L’absence de définition

0

Cette dernière disposition, cependant, ne prévoit aucune notion de «minorité linguistique», qui n’est même pas élaborée par la loi no. 482/1999 par lequel le législateur, après cinquante ans, a finalement mis en œuvre l’art. 6 [26].

Cette loi (relative à la protection des minorités linguistiques historiques, c’est-à-dire de l’appropriation ancienne) opte, en fait, pour une liste assez hétérogène des matières garanties, y compris les “albanais, catalan, germanique, grec, slovène, croate et parlant Français, franco provençal, frioulan, ladin, occitan et sarde »(art. 2, par. 1).

L’absence de définition a conduit la doctrine et les législateurs des différents pays à rechercher des paramètres autour desquels construire la protection des minorités.
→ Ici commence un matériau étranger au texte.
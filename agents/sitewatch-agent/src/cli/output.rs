//! Output formatting for the sitewatch CLI
//!
//! JSON and YAML come straight from serde; the table format is a colored,
//! human-readable rendering written to any `io::Write`.

use clap::ValueEnum;
use colored::{ColoredString, Colorize};
use serde::{Deserialize, Serialize};
use sitewatch_core::backup::BackupStatus;
use sitewatch_core::{
    BackupReport, CycleSummary, Incident, IncidentReport, RestoreOutcome, Severity, Verification,
};
use std::io::{self, Write};

use crate::error::AgentError;

/// Output format options for CLI results
#[derive(Copy, Clone, PartialEq, Eq, PartialOrd, Ord, ValueEnum, Debug, Default)]
pub enum OutputFormat {
    /// Human-readable table format with colors
    #[default]
    Table,
    /// JSON format for machine processing
    Json,
    /// YAML format
    Yaml,
}

/// Anything the CLI prints
pub trait Render: Serialize {
    fn render_table(&self, out: &mut dyn Write) -> io::Result<()>;

    /// Render to stdout in the specified format
    fn render(&self, format: OutputFormat) -> Result<(), AgentError> {
        match format {
            OutputFormat::Json => {
                println!("{}", serde_json::to_string_pretty(self)?);
            }
            OutputFormat::Yaml => {
                println!("{}", serde_yaml::to_string(self)?);
            }
            OutputFormat::Table => {
                let mut stdout = io::stdout();
                self.render_table(&mut stdout)?;
                stdout.flush()?;
            }
        }
        Ok(())
    }
}

fn header(out: &mut dyn Write, title: &str) -> io::Result<()> {
    writeln!(out)?;
    writeln!(out, "{}", title.cyan().bold())?;
    writeln!(out, "{}", "=".repeat(60))
}

fn severity_label(severity: Severity) -> ColoredString {
    match severity {
        Severity::High => "HIGH".red().bold(),
        Severity::Medium => "MEDIUM".yellow().bold(),
        Severity::Low => "LOW".blue(),
    }
}

fn incident_row(out: &mut dyn Write, incident: &Incident) -> io::Result<()> {
    writeln!(
        out,
        "  {} {} [{}] {}",
        incident.timestamp.format("%Y-%m-%d %H:%M:%S").to_string().dimmed(),
        severity_label(incident.severity),
        incident.incident_type(),
        incident.details.summary()
    )
}

impl Render for CycleSummary {
    fn render_table(&self, out: &mut dyn Write) -> io::Result<()> {
        header(out, "Monitoring Cycle")?;

        let status = if self.has_incidents() {
            format!("x {} incident(s)", self.incident_count()).red()
        } else {
            "+ All clear".green()
        };
        writeln!(out, "{}", status)?;
        writeln!(out)?;

        writeln!(out, "  Resources checked:     {}", self.resources_checked)?;
        writeln!(out, "  Resources unavailable: {}", self.resources_unavailable)?;
        for (incident_type, count) in &self.counts {
            writeln!(out, "  {:<22} {}", format!("{}:", incident_type), count)?;
        }
        if let Some(primary) = self.primary {
            writeln!(out, "  Alert type:            {}", primary)?;
        }
        writeln!(
            out,
            "  Alert sent:            {}",
            if self.alert_sent { "yes".green() } else { "no".dimmed() }
        )?;
        if self.persistence_errors > 0 {
            writeln!(
                out,
                "  {} {} store operation(s) skipped",
                "!".yellow(),
                self.persistence_errors
            )?;
        }

        writeln!(out)?;
        writeln!(out, "Completed in {} ms", self.duration_ms.to_string().dimmed())
    }
}

/// Incident listing
#[derive(Debug, Clone, Serialize, Deserialize)]
pub struct IncidentList {
    pub count: usize,
    pub incidents: Vec<Incident>,
}

impl IncidentList {
    pub fn new(incidents: Vec<Incident>) -> Self {
        Self {
            count: incidents.len(),
            incidents,
        }
    }
}

impl Render for IncidentList {
    fn render_table(&self, out: &mut dyn Write) -> io::Result<()> {
        header(out, "Incidents")?;
        if self.incidents.is_empty() {
            return writeln!(out, "{}", "No incidents recorded".green());
        }
        for incident in &self.incidents {
            incident_row(out, incident)?;
        }
        writeln!(out)?;
        writeln!(out, "{} incident(s)", self.count)
    }
}

impl Render for IncidentReport {
    fn render_table(&self, out: &mut dyn Write) -> io::Result<()> {
        header(out, &format!("Report - last {} day(s)", self.days))?;

        writeln!(out, "{}", "Incidents:".cyan().bold())?;
        if self.counts.is_empty() {
            writeln!(out, "  {}", "none".green())?;
        }
        for (incident_type, count) in &self.counts {
            writeln!(out, "  {:<22} {}", format!("{}:", incident_type), count)?;
        }
        writeln!(out)?;

        if !self.recent.is_empty() {
            writeln!(out, "{}", "Latest:".cyan().bold())?;
            for incident in &self.recent {
                incident_row(out, incident)?;
            }
            writeln!(out)?;
        }

        writeln!(out, "{}", "Availability:".cyan().bold())?;
        writeln!(out, "  Available cycles:   {}", self.available_cycles)?;
        writeln!(out, "  Unavailable cycles: {}", self.unavailable_cycles)?;
        match self.availability_rate {
            Some(rate) => writeln!(out, "  Rate:               {:.2}%", rate)?,
            None => writeln!(out, "  Rate:               {}", "n/a".dimmed())?,
        }
        writeln!(out)?;

        writeln!(out, "{}", "Recommendations:".cyan().bold())?;
        for recommendation in &self.recommendations {
            writeln!(out, "  - {}", recommendation)?;
        }
        Ok(())
    }
}

impl Render for BackupReport {
    fn render_table(&self, out: &mut dyn Write) -> io::Result<()> {
        header(out, "Backup")?;
        let status = match self.status {
            BackupStatus::Completed => "+ completed".green(),
            BackupStatus::Failed => "x failed".red(),
        };
        writeln!(
            out,
            "{} ({}/{} resources)",
            status, self.successful_backups, self.total_endpoints
        )?;
        for file in &self.files {
            writeln!(out, "  {}", file)?;
        }
        Ok(())
    }
}

/// Restore results
#[derive(Debug, Clone, Serialize, Deserialize)]
pub struct RestoreList {
    pub restored: Vec<RestoreOutcome>,
}

impl RestoreList {
    /// Whether any restored file failed its integrity check
    pub fn has_mismatch(&self) -> bool {
        self.restored
            .iter()
            .any(|r| matches!(r.verification, Verification::Mismatch { .. }))
    }
}

impl Render for RestoreList {
    fn render_table(&self, out: &mut dyn Write) -> io::Result<()> {
        header(out, "Restore")?;
        for outcome in &self.restored {
            let check = match &outcome.verification {
                Verification::Verified => "verified".green(),
                Verification::Mismatch { .. } => "HASH MISMATCH".red().bold(),
                Verification::Unverified => "unverified".yellow(),
            };
            writeln!(
                out,
                "  {} -> {} ({})",
                outcome.file,
                outcome.destination.display(),
                check
            )?;
        }
        Ok(())
    }
}

#[cfg(test)]
mod tests {
    use super::*;
    use chrono::Utc;
    use sitewatch_core::IncidentType;
    use std::collections::BTreeMap;

    fn table<R: Render>(value: &R) -> String {
        colored::control::set_override(false);
        let mut buffer = Vec::new();
        value.render_table(&mut buffer).unwrap();
        String::from_utf8(buffer).unwrap()
    }

    #[test]
    fn test_output_format_default() {
        assert_eq!(OutputFormat::default(), OutputFormat::Table);
    }

    #[test]
    fn test_summary_table() {
        let mut counts = BTreeMap::new();
        counts.insert(IncidentType::SiteUnavailable, 1);
        let summary = CycleSummary {
            started_at: Utc::now(),
            duration_ms: 42,
            resources_checked: 3,
            resources_unavailable: 1,
            counts,
            primary: Some(IncidentType::SiteUnavailable),
            alert_sent: false,
            persistence_errors: 2,
        };

        let text = table(&summary);
        assert!(text.contains("x 1 incident(s)"));
        assert!(text.contains("site_unavailable:"));
        assert!(text.contains("Alert sent:            no"));
        assert!(text.contains("2 store operation(s) skipped"));
    }

    #[test]
    fn test_incident_list_table() {
        let list = IncidentList::new(vec![Incident::ssl_error("example.org", "handshake failed")]);
        let text = table(&list);
        assert!(text.contains("HIGH [ssl_error]"));
        assert!(text.contains("1 incident(s)"));

        let empty = table(&IncidentList::new(Vec::new()));
        assert!(empty.contains("No incidents recorded"));
    }

    #[test]
    fn test_restore_mismatch() {
        let list = RestoreList {
            restored: vec![RestoreOutcome {
                file: "homepage_20240101_000000.html".into(),
                destination: "restored/homepage_20240101_000000.html".into(),
                verification: Verification::Mismatch {
                    expected: "a".into(),
                    actual: "b".into(),
                },
            }],
        };
        assert!(list.has_mismatch());
        assert!(table(&list).contains("HASH MISMATCH"));
    }
}
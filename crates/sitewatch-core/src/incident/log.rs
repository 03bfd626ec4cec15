//! Capped, append-only incident log

use chrono::{DateTime, Utc};
use std::sync::{Arc, Mutex};

use super::Incident;
use crate::store::{get_json, put_json, KvStore, PersistenceError};

/// Store key of the persisted log
pub const INCIDENTS_KEY: &str = "incidents.json";

/// Append-only log truncated to the most recent `cap` entries
pub struct IncidentLog {
    store: Arc<dyn KvStore>,
    cap: usize,
    lock: Mutex<()>,
}

impl IncidentLog {
    pub fn new(store: Arc<dyn KvStore>, cap: usize) -> Self {
        Self {
            store,
            cap: cap.max(1),
            lock: Mutex::new(()),
        }
    }

    pub fn cap(&self) -> usize {
        self.cap
    }

    /// Stamp `incident` with the current time and append it
    pub fn append(&self, incident: Incident) -> Result<Incident, PersistenceError> {
        self.append_at(incident, Utc::now())
    }

    /// [`append`](Self::append) with an explicit timestamp
    pub fn append_at(
        &self,
        mut incident: Incident,
        now: DateTime<Utc>,
    ) -> Result<Incident, PersistenceError> {
        let _guard = self.lock.lock().map_err(|_| PersistenceError::LockPoisoned)?;

        incident.timestamp = now;

        let mut entries = match self.read() {
            Ok(entries) => entries,
            Err(e) => {
                tracing::warn!(error = %e, "Incident log unreadable, starting a new one");
                Vec::new()
            }
        };

        entries.push(incident.clone());
        if entries.len() > self.cap {
            let excess = entries.len() - self.cap;
            entries.drain(..excess);
        }

        put_json(self.store.as_ref(), INCIDENTS_KEY, &entries)?;

        tracing::info!(
            incident_type = %incident.incident_type(),
            severity = %incident.severity,
            "Incident recorded"
        );

        Ok(incident)
    }

    /// Last `n` incidents, oldest first. Empty when the log is unreadable.
    pub fn load_recent(&self, n: usize) -> Vec<Incident> {
        let mut entries = self.load_all();
        if entries.len() > n {
            entries.drain(..entries.len() - n);
        }
        entries
    }

    /// Incidents recorded at or after `cutoff`, oldest first
    pub fn load_since(&self, cutoff: DateTime<Utc>) -> Vec<Incident> {
        self.load_all()
            .into_iter()
            .filter(|i| i.timestamp >= cutoff)
            .collect()
    }

    /// Every retained incident, oldest first
    pub fn load_all(&self) -> Vec<Incident> {
        self.read().unwrap_or_else(|e| {
            tracing::warn!(error = %e, "Failed to read incident log");
            Vec::new()
        })
    }

    fn read(&self) -> Result<Vec<Incident>, PersistenceError> {
        Ok(get_json(self.store.as_ref(), INCIDENTS_KEY)?.unwrap_or_default())
    }
}

#[cfg(test)]
mod tests {
    use super::*;
    use crate::incident::IncidentType;
    use crate::store::MemoryStore;
    use proptest::prelude::*;

    fn unavailable(resource: &str) -> Incident {
        Incident::site_unavailable(resource, "https://example.org", Some(500), None)
    }

    fn resource_of(incident: &Incident) -> String {
        match &incident.details {
            crate::incident::IncidentDetails::SiteUnavailable { resource, .. } => resource.clone(),
            other => panic!("unexpected details {:?}", other),
        }
    }

    #[test]
    fn test_append_assigns_timestamp() {
        let log = IncidentLog::new(Arc::new(MemoryStore::new()), 100);
        let at = Utc::now() - chrono::Duration::minutes(5);
        let stored = log.append_at(unavailable("homepage"), at).unwrap();

        assert_eq!(stored.timestamp, at);
        assert_eq!(log.load_all(), vec![stored]);
    }

    #[test]
    fn test_load_recent_keeps_insertion_order() {
        let log = IncidentLog::new(Arc::new(MemoryStore::new()), 100);
        for name in ["a", "b", "c", "d"] {
            log.append(unavailable(name)).unwrap();
        }

        let recent: Vec<_> = log.load_recent(2).iter().map(resource_of).collect();
        assert_eq!(recent, vec!["c", "d"]);
        assert_eq!(log.load_recent(10).len(), 4);
        assert!(log.load_recent(0).is_empty());
    }

    #[test]
    fn test_cap_evicts_oldest_first() {
        let log = IncidentLog::new(Arc::new(MemoryStore::new()), 3);
        for i in 0..5 {
            log.append(unavailable(&format!("r{}", i))).unwrap();
        }

        let names: Vec<_> = log.load_all().iter().map(resource_of).collect();
        assert_eq!(names, vec!["r2", "r3", "r4"]);
    }

    #[test]
    fn test_corrupt_log_reads_empty_and_recovers() {
        let store = Arc::new(MemoryStore::new());
        store.put(INCIDENTS_KEY, b"[{broken").unwrap();

        let log = IncidentLog::new(store, 100);
        assert!(log.load_recent(10).is_empty());

        log.append(Incident::ssl_error("example.org", "handshake")).unwrap();
        let all = log.load_all();
        assert_eq!(all.len(), 1);
        assert_eq!(all[0].incident_type(), IncidentType::SslError);
    }

    #[test]
    fn test_load_since() {
        let log = IncidentLog::new(Arc::new(MemoryStore::new()), 100);
        let now = Utc::now();
        log.append_at(unavailable("old"), now - chrono::Duration::days(10)).unwrap();
        log.append_at(unavailable("new"), now - chrono::Duration::days(1)).unwrap();

        let since: Vec<_> = log
            .load_since(now - chrono::Duration::days(7))
            .iter()
            .map(resource_of)
            .collect();
        assert_eq!(since, vec!["new"]);
    }

    proptest! {
        #[test]
        fn prop_never_exceeds_cap(cap in 1usize..20, appends in 0usize..60) {
            let log = IncidentLog::new(Arc::new(MemoryStore::new()), cap);
            for i in 0..appends {
                log.append(unavailable(&format!("r{}", i))).unwrap();
            }

            let all = log.load_all();
            prop_assert_eq!(all.len(), appends.min(cap));
            if appends > 0 {
                prop_assert_eq!(resource_of(&all[all.len() - 1]), format!("r{}", appends - 1));
            }
        }
    }
}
Plus précisément, ils sont:

le critère de territorialité, selon lequel une langue minoritaire n’est protégée que dans la mesure où la minorité à laquelle elle est liée est répartie dans une zone géographique spécifique et limitée au contexte spatial dans lequel elle est enracinée;

un système dit de protection individuelle, dans lequel la protection d’une minorité linguistique est indépendante de ses racines dans une certaine portion territoriale, dérivant plutôt de l’usage de la même langue et du partage d’un lien d’identité par un certain nombre d’individus;parfois, une combinaison des deux régimes de protection.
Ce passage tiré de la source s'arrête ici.